(Items listed in a dataset)
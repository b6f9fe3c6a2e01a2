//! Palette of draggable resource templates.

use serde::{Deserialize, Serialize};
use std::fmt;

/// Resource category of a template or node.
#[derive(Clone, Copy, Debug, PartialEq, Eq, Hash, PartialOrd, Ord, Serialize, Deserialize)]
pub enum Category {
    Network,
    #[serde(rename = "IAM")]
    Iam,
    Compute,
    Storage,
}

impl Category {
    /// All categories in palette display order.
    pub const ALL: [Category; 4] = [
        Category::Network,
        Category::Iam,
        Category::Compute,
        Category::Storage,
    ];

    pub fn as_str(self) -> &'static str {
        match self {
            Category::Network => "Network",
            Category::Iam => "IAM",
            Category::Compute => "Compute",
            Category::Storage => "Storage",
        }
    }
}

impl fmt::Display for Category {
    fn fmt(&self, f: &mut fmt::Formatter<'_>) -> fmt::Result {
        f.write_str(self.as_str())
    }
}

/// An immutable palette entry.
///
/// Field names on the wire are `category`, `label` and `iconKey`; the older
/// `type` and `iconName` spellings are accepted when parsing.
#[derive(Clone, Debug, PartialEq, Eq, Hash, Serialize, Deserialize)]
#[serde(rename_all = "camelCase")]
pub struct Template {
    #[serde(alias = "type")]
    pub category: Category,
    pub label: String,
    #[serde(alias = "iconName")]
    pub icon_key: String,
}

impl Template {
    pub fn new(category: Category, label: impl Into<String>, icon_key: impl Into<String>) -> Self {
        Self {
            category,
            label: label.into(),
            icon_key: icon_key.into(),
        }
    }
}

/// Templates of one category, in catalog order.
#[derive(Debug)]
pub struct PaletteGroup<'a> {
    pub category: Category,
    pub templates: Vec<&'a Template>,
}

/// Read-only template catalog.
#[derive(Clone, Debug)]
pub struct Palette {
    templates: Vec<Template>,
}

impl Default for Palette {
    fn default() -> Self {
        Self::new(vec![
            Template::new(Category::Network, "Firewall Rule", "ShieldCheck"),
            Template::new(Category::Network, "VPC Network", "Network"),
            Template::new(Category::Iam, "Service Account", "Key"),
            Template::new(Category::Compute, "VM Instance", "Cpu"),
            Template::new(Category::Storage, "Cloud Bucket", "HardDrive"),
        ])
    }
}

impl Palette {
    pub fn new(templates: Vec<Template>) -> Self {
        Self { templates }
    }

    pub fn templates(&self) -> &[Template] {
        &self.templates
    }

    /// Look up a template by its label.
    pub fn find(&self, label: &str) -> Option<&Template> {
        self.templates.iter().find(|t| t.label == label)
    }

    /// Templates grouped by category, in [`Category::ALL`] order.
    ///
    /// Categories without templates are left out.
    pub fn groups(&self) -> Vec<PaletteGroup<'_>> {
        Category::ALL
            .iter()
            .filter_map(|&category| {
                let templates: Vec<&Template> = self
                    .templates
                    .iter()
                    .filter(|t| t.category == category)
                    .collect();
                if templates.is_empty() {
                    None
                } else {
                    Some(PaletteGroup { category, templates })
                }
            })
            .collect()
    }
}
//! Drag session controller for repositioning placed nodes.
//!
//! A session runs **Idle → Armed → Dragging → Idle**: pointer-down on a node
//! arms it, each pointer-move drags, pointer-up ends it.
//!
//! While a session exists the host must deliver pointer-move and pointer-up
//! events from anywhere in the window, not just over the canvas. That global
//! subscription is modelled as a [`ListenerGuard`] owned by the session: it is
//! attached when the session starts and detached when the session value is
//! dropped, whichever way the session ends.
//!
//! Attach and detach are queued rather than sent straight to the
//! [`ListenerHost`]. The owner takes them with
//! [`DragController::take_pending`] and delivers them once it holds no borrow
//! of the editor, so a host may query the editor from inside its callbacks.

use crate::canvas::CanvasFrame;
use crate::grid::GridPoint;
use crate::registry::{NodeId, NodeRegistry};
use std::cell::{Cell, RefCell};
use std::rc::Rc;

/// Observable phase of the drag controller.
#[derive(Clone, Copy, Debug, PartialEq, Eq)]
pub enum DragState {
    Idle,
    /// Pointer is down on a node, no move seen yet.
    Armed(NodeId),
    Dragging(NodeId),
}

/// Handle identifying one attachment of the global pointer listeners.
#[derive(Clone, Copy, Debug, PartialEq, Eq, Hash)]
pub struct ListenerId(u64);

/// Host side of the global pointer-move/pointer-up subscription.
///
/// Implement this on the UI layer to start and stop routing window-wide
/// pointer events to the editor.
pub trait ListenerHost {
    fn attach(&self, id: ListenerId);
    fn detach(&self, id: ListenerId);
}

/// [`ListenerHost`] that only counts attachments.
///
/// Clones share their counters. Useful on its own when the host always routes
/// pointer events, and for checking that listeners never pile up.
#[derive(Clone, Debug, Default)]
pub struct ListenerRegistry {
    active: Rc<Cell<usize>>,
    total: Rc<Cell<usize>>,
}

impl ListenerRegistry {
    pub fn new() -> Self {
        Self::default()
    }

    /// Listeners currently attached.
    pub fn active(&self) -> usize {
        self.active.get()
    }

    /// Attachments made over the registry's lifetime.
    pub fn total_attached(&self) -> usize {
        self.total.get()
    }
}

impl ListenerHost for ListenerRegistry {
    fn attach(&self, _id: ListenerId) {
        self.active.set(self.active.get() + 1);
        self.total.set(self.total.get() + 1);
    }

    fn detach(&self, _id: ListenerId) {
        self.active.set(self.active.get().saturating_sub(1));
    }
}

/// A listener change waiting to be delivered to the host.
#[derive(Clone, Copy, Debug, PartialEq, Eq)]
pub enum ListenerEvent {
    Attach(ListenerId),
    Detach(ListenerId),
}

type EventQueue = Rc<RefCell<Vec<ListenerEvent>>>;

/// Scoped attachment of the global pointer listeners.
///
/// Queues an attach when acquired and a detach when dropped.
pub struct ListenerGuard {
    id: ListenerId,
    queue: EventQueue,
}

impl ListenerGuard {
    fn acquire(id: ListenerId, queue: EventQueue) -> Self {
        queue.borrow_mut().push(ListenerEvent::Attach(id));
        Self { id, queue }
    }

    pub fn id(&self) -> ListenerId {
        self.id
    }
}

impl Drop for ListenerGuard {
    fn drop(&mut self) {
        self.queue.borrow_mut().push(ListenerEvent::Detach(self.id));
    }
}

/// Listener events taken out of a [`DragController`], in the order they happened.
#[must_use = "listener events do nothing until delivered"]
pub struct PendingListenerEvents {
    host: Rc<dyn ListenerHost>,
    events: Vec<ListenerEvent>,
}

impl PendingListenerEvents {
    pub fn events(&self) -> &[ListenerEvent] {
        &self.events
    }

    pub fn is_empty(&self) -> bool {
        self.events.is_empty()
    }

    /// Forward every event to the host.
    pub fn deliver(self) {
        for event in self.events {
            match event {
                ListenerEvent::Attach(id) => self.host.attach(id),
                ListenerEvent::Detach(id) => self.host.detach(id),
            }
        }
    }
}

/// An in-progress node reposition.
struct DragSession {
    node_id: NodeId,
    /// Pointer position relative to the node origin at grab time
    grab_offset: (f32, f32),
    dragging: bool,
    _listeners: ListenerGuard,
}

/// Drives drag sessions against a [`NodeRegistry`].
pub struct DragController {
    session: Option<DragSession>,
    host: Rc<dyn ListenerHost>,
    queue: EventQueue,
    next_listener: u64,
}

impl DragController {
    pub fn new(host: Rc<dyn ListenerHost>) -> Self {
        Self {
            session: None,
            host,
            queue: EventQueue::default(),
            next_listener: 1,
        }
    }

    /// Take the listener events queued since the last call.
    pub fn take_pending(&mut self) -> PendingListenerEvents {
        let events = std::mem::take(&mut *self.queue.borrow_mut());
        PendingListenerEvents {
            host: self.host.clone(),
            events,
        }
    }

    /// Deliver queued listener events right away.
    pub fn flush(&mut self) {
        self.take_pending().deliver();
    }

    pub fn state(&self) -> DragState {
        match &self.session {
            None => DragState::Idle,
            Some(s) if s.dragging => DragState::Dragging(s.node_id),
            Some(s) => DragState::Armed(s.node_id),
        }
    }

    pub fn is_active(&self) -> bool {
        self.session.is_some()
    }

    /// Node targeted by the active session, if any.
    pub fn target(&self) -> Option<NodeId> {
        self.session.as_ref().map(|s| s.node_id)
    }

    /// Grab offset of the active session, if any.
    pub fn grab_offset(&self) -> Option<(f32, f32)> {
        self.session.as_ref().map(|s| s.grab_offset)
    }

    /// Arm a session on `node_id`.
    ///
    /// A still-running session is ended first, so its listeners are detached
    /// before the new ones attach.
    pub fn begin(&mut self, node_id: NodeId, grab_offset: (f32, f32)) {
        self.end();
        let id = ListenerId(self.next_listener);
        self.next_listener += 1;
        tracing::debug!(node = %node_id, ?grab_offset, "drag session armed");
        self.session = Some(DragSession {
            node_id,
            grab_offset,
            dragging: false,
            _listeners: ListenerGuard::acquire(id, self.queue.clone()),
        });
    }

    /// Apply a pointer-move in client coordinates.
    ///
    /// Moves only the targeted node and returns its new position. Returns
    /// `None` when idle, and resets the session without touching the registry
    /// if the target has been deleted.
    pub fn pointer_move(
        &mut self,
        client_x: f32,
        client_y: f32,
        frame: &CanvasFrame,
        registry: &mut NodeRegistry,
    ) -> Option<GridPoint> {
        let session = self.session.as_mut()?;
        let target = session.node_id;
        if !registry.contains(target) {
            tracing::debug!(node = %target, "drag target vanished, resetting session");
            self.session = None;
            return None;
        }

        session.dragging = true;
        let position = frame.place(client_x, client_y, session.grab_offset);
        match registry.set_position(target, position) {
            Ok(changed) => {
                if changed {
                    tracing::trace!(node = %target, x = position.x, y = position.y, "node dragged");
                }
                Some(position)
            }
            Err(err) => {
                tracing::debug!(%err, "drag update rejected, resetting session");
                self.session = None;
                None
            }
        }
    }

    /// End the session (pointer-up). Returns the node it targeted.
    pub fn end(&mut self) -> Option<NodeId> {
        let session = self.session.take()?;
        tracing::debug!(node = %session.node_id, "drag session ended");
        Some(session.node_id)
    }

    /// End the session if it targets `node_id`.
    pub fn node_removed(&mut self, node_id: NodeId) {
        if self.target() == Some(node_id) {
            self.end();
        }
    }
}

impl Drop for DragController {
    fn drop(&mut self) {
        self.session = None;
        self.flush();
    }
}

TASK TO CARRY OUT: Go through the records above, find every line with the word "iter", and list those lines.

RESPONSE TO THIS EXERCISE:
        self.templates.iter().find(|t| t.label == label)
            .iter()
                    .iter()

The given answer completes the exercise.